Collected data entries:
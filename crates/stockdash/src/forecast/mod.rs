//! Forecast adapter and its two interchangeable model backends
//!
//! The adapter reshapes a [`PriceSeries`] into a `(ds, y)` table, fits the
//! selected backend and returns a uniform [`ForecastOutput`] covering the
//! observed history plus the requested horizon:
//!
//! - [`DecompositionModel`]: additive trend with changepoints plus Fourier
//!   seasonality, fitted by ridge least squares
//! - [`NeuralModel`]: linear trend plus a small feed-forward network over the
//!   same seasonal features

pub mod decomposition;
pub mod features;
pub mod linalg;
pub mod neural;

use chrono::{Duration, NaiveDate};
use serde::{Deserialize, Serialize};
use std::fmt;
use std::str::FromStr;
use tracing::info;

use crate::config::DashConfig;
use crate::error::{DashError, Result};
use crate::models::PriceSeries;

pub use decomposition::{DecompositionConfig, DecompositionModel};
pub use features::{Seasonality, SeasonalitySpec};
pub use neural::{NeuralConfig, NeuralModel};

/// Days per year on the horizon slider
pub const DAYS_PER_YEAR: u32 = 365;

/// Longest horizon the prediction page offers, in years
pub const MAX_HORIZON_YEARS: u32 = 4;

/// Forecast backend selector
#[derive(Debug, Clone, Copy, PartialEq, Eq, Hash, Default, Serialize, Deserialize)]
#[serde(rename_all = "lowercase")]
pub enum ModelKind {
    /// Trend plus seasonality decomposition
    #[default]
    Decomposition,
    /// Neural network over trend and seasonal features
    Neural,
}

impl ModelKind {
    pub fn label(self) -> &'static str {
        match self {
            ModelKind::Decomposition => "Decomposition Model",
            ModelKind::Neural => "Neural Model",
        }
    }
}

impl fmt::Display for ModelKind {
    fn fmt(&self, f: &mut fmt::Formatter<'_>) -> fmt::Result {
        match self {
            ModelKind::Decomposition => f.write_str("decomposition"),
            ModelKind::Neural => f.write_str("neural"),
        }
    }
}

impl FromStr for ModelKind {
    type Err = DashError;

    fn from_str(s: &str) -> Result<Self> {
        match s.trim().to_lowercase().as_str() {
            "decomposition" | "classical" | "prophet" | "d" => Ok(ModelKind::Decomposition),
            "neural" | "neuralprophet" | "nn" | "n" => Ok(ModelKind::Neural),
            other => Err(DashError::Config(format!("Unknown forecast model: {other}"))),
        }
    }
}

/// Convert the page's years slider into a day horizon
pub fn horizon_from_years(years: u32) -> u32 {
    years.min(MAX_HORIZON_YEARS) * DAYS_PER_YEAR
}

/// `(ds, y)` table handed to a backend; dates strictly increasing
#[derive(Debug, Clone, PartialEq, Serialize, Deserialize)]
pub struct ForecastInput {
    points: Vec<(NaiveDate, f64)>,
}

impl ForecastInput {
    /// Validate and wrap `(date, value)` pairs
    pub fn new(points: Vec<(NaiveDate, f64)>) -> Result<Self> {
        if let Some(pair) = points.windows(2).find(|w| w[1].0 <= w[0].0) {
            return Err(DashError::ModelFit(format!(
                "dates must be strictly increasing ({} followed by {})",
                pair[0].0, pair[1].0
            )));
        }
        if let Some((date, _)) = points.iter().find(|(_, y)| !y.is_finite()) {
            return Err(DashError::ModelFit(format!("non-finite value on {date}")));
        }
        Ok(Self { points })
    }

    /// Relabel a price series' closes as the model's `y` column
    pub fn from_series(series: &PriceSeries) -> Result<Self> {
        Self::new(series.bars().iter().map(|b| (b.date, b.close)).collect())
    }

    pub fn len(&self) -> usize {
        self.points.len()
    }

    pub fn is_empty(&self) -> bool {
        self.points.is_empty()
    }

    pub fn dates(&self) -> Vec<NaiveDate> {
        self.points.iter().map(|(d, _)| *d).collect()
    }

    pub fn values(&self) -> Vec<f64> {
        self.points.iter().map(|(_, y)| *y).collect()
    }

    pub fn first_date(&self) -> Option<NaiveDate> {
        self.points.first().map(|(d, _)| *d)
    }

    pub fn last_date(&self) -> Option<NaiveDate> {
        self.points.last().map(|(d, _)| *d)
    }

    /// Reject inputs too short to fit
    pub(crate) fn require_min_points(&self, min: usize) -> Result<()> {
        if self.points.len() < min {
            return Err(DashError::ModelFit(format!(
                "need at least {min} data points, got {}",
                self.points.len()
            )));
        }
        Ok(())
    }
}

/// One predicted row
#[derive(Debug, Clone, Copy, PartialEq, Serialize, Deserialize)]
pub struct ForecastPoint {
    pub date: NaiveDate,
    pub predicted: f64,
    pub lower: f64,
    pub upper: f64,
    /// Observed value for in-sample rows
    pub actual: Option<f64>,
}

/// One named seasonal part, aligned with [`ForecastComponents::dates`]
#[derive(Debug, Clone, PartialEq, Serialize, Deserialize)]
pub struct SeasonalComponent {
    pub name: String,
    pub values: Vec<f64>,
}

impl SeasonalComponent {
    pub fn new(name: impl Into<String>, values: Vec<f64>) -> Self {
        Self {
            name: name.into(),
            values,
        }
    }
}

/// Additive parts behind a forecast: trend plus zero or more seasonal terms.
///
/// For every date, `trend[i] + Σ seasonal[k].values[i]` is the prediction.
#[derive(Debug, Clone, Default, PartialEq, Serialize, Deserialize)]
pub struct ForecastComponents {
    pub dates: Vec<NaiveDate>,
    pub trend: Vec<f64>,
    pub seasonal: Vec<SeasonalComponent>,
}

impl ForecastComponents {
    /// Sum of all parts per date
    pub fn total(&self) -> Vec<f64> {
        let mut total = self.trend.clone();
        for part in &self.seasonal {
            for (t, v) in total.iter_mut().zip(&part.values) {
                *t += v;
            }
        }
        total
    }

    pub fn part(&self, name: &str) -> Option<&SeasonalComponent> {
        self.seasonal.iter().find(|p| p.name == name)
    }
}

/// Predictions over the history plus the requested horizon
#[derive(Debug, Clone, PartialEq, Serialize, Deserialize)]
pub struct ForecastOutput {
    pub ticker: String,
    pub model: ModelKind,
    pub horizon_days: u32,
    pub last_observed: NaiveDate,
    pub points: Vec<ForecastPoint>,
    pub components: ForecastComponents,
}

impl ForecastOutput {
    /// Rows after the last observed date
    pub fn future(&self) -> impl Iterator<Item = &ForecastPoint> {
        self.points.iter().filter(move |p| p.date > self.last_observed)
    }

    /// The last `n` rows
    pub fn tail(&self, n: usize) -> &[ForecastPoint] {
        &self.points[self.points.len().saturating_sub(n)..]
    }

    /// (date, predicted) pairs regardless of backend
    pub fn predictions(&self) -> Vec<(NaiveDate, f64)> {
        self.points.iter().map(|p| (p.date, p.predicted)).collect()
    }
}

/// A backend that can be fitted to a [`ForecastInput`]
pub trait ForecastModel: Send + Sync {
    fn kind(&self) -> ModelKind;

    /// Fit to the observed history
    fn fit(&self, input: &ForecastInput) -> Result<Box<dyn FittedModel>>;
}

/// A fitted backend
pub trait FittedModel: Send + Sync {
    /// Predict one row per date; `actual` is left empty
    fn predict(&self, dates: &[NaiveDate]) -> Vec<ForecastPoint>;

    /// Trend and seasonal parts whose sum is the prediction for each date
    fn components(&self, dates: &[NaiveDate]) -> ForecastComponents;
}

/// Prediction rows with bands that widen past `last` on a history of `span_days`
pub(crate) fn banded_points(
    dates: &[NaiveDate],
    predicted: &[f64],
    spread: f64,
    last: NaiveDate,
    span_days: f64,
) -> Vec<ForecastPoint> {
    dates
        .iter()
        .zip(predicted)
        .map(|(&date, &predicted)| {
            let ahead = (date - last).num_days().max(0) as f64;
            let width = spread * (1.0 + ahead / span_days).sqrt();
            ForecastPoint {
                date,
                predicted,
                lower: predicted - width,
                upper: predicted + width,
                actual: None,
            }
        })
        .collect()
}

/// Daily dates following `last`
pub fn future_dates(last: NaiveDate, horizon_days: u32) -> Vec<NaiveDate> {
    (1..=i64::from(horizon_days))
        .map(|d| last + Duration::days(d))
        .collect()
}

/// Uniform entry point over both backends
pub struct ForecastAdapter {
    decomposition: DecompositionModel,
    neural: NeuralModel,
}

impl ForecastAdapter {
    pub fn new(config: &DashConfig) -> Self {
        Self {
            decomposition: DecompositionModel::new(config.decomposition.clone()),
            neural: NeuralModel::new(config.neural.clone()),
        }
    }

    pub fn model(&self, kind: ModelKind) -> &dyn ForecastModel {
        match kind {
            ModelKind::Decomposition => &self.decomposition,
            ModelKind::Neural => &self.neural,
        }
    }

    /// Fit `kind` to the series' closes and predict history plus `horizon_days`
    pub fn forecast(
        &self,
        series: &PriceSeries,
        horizon_days: u32,
        kind: ModelKind,
    ) -> Result<ForecastOutput> {
        let input = ForecastInput::from_series(series)?;
        input.require_min_points(2)?;
        let last_observed = input
            .last_date()
            .ok_or_else(|| DashError::ModelFit("empty input".to_string()))?;

        let model = self.model(kind);
        info!(
            ticker = series.ticker(),
            model = %model.kind(),
            points = input.len(),
            horizon_days,
            "Fitting forecast model"
        );
        let fitted = model.fit(&input)?;

        let mut dates = input.dates();
        dates.extend(future_dates(last_observed, horizon_days));

        let components = fitted.components(&dates);
        let mut points = fitted.predict(&dates);
        for (point, actual) in points.iter_mut().zip(input.values()) {
            point.actual = Some(actual);
        }

        Ok(ForecastOutput {
            ticker: series.ticker().to_string(),
            model: model.kind(),
            horizon_days,
            last_observed,
            points,
            components,
        })
    }
}

#[cfg(test)]
mod tests {
    use super::*;
    use crate::models::fixtures::{date, series};

    fn trending(n: usize) -> PriceSeries {
        let closes: Vec<f64> = (0..n).map(|i| 100.0 + i as f64 * 0.5).collect();
        series("AAPL", date(2021, 1, 1), &closes)
    }

    #[test]
    fn test_model_kind_parse() {
        assert_eq!("Neural".parse::<ModelKind>().unwrap(), ModelKind::Neural);
        assert_eq!(
            "prophet".parse::<ModelKind>().unwrap(),
            ModelKind::Decomposition
        );
        assert!("arima".parse::<ModelKind>().is_err());
    }

    #[test]
    fn test_horizon_from_years() {
        assert_eq!(horizon_from_years(0), 0);
        assert_eq!(horizon_from_years(2), 730);
        assert_eq!(horizon_from_years(9), 4 * 365);
    }

    #[test]
    fn test_input_requires_increasing_dates() {
        let result = ForecastInput::new(vec![(date(2020, 1, 2), 1.0), (date(2020, 1, 2), 2.0)]);
        assert!(matches!(result, Err(DashError::ModelFit(_))));
    }

    #[test]
    fn test_input_rejects_nan() {
        let result = ForecastInput::new(vec![(date(2020, 1, 2), f64::NAN)]);
        assert!(matches!(result, Err(DashError::ModelFit(_))));
    }

    #[test]
    fn test_future_dates() {
        let dates = future_dates(date(2020, 12, 30), 3);
        assert_eq!(dates, vec![date(2020, 12, 31), date(2021, 1, 1), date(2021, 1, 2)]);
        assert!(future_dates(date(2020, 12, 30), 0).is_empty());
    }

    #[test]
    fn test_zero_horizon_has_no_future_rows() {
        let adapter = ForecastAdapter::new(&DashConfig::default());
        let series = trending(60);
        for kind in [ModelKind::Decomposition, ModelKind::Neural] {
            let output = adapter.forecast(&series, 0, kind).unwrap();
            assert_eq!(output.points.len(), 60);
            assert_eq!(output.future().count(), 0);
            assert!(output.points.iter().all(|p| p.date <= output.last_observed));
        }
    }

    #[test]
    fn test_horizon_extends_past_last_date() {
        let adapter = ForecastAdapter::new(&DashConfig::default());
        let series = trending(60);
        for kind in [ModelKind::Decomposition, ModelKind::Neural] {
            let output = adapter.forecast(&series, 10, kind).unwrap();
            assert_eq!(output.model, kind);
            assert_eq!(output.points.len(), 70);
            assert_eq!(output.future().count(), 10);
            assert!(output.future().all(|p| p.actual.is_none()));
            assert_eq!(output.points[0].actual, Some(100.0));
            assert_eq!(output.predictions().len(), 70);
        }
    }

    #[test]
    fn test_components_sum_to_prediction() {
        let adapter = ForecastAdapter::new(&DashConfig::default());
        let closes: Vec<f64> = (0..800)
            .map(|i| 100.0 + f64::from(i) * 0.05 + (f64::from(i) / 20.0).sin())
            .collect();
        let series = series("AAPL", date(2018, 1, 1), &closes);

        for kind in [ModelKind::Decomposition, ModelKind::Neural] {
            let output = adapter.forecast(&series, 30, kind).unwrap();
            let components = &output.components;
            assert_eq!(components.dates.len(), output.points.len());
            assert!(!components.seasonal.is_empty());

            for (point, total) in output.points.iter().zip(components.total()) {
                assert!((point.predicted - total).abs() < 1e-9 * point.predicted.abs().max(1.0));
            }
        }
    }

    #[test]
    fn test_decomposition_components_are_named() {
        let adapter = ForecastAdapter::new(&DashConfig::default());
        let closes: Vec<f64> = (0..800).map(|i| 50.0 + f64::from(i) * 0.1).collect();
        let output = adapter
            .forecast(&series("MSFT", date(2018, 1, 1), &closes), 0, ModelKind::Decomposition)
            .unwrap();

        assert!(output.components.part("yearly").is_some());
        assert!(output.components.part("weekly").is_some());
        assert_eq!(output.components.trend.len(), 800);
    }

    #[test]
    fn test_too_few_points_is_model_fit_error() {
        let adapter = ForecastAdapter::new(&DashConfig::default());
        let single = series("AAPL", date(2021, 1, 1), &[100.0]);
        for kind in [ModelKind::Decomposition, ModelKind::Neural] {
            let result = adapter.forecast(&single, 30, kind);
            assert!(matches!(result, Err(DashError::ModelFit(_))));
        }
    }
}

● What you need to do: The word to find is "ForecastPoint". Copy every line of the data that holds it.

● Exercise result:
pub struct ForecastPoint {
    pub points: Vec<ForecastPoint>,
    pub fn future(&self) -> impl Iterator<Item = &ForecastPoint> {
    pub fn tail(&self, n: usize) -> &[ForecastPoint] {
    fn predict(&self, dates: &[NaiveDate]) -> Vec<ForecastPoint>;
) -> Vec<ForecastPoint> {
            ForecastPoint {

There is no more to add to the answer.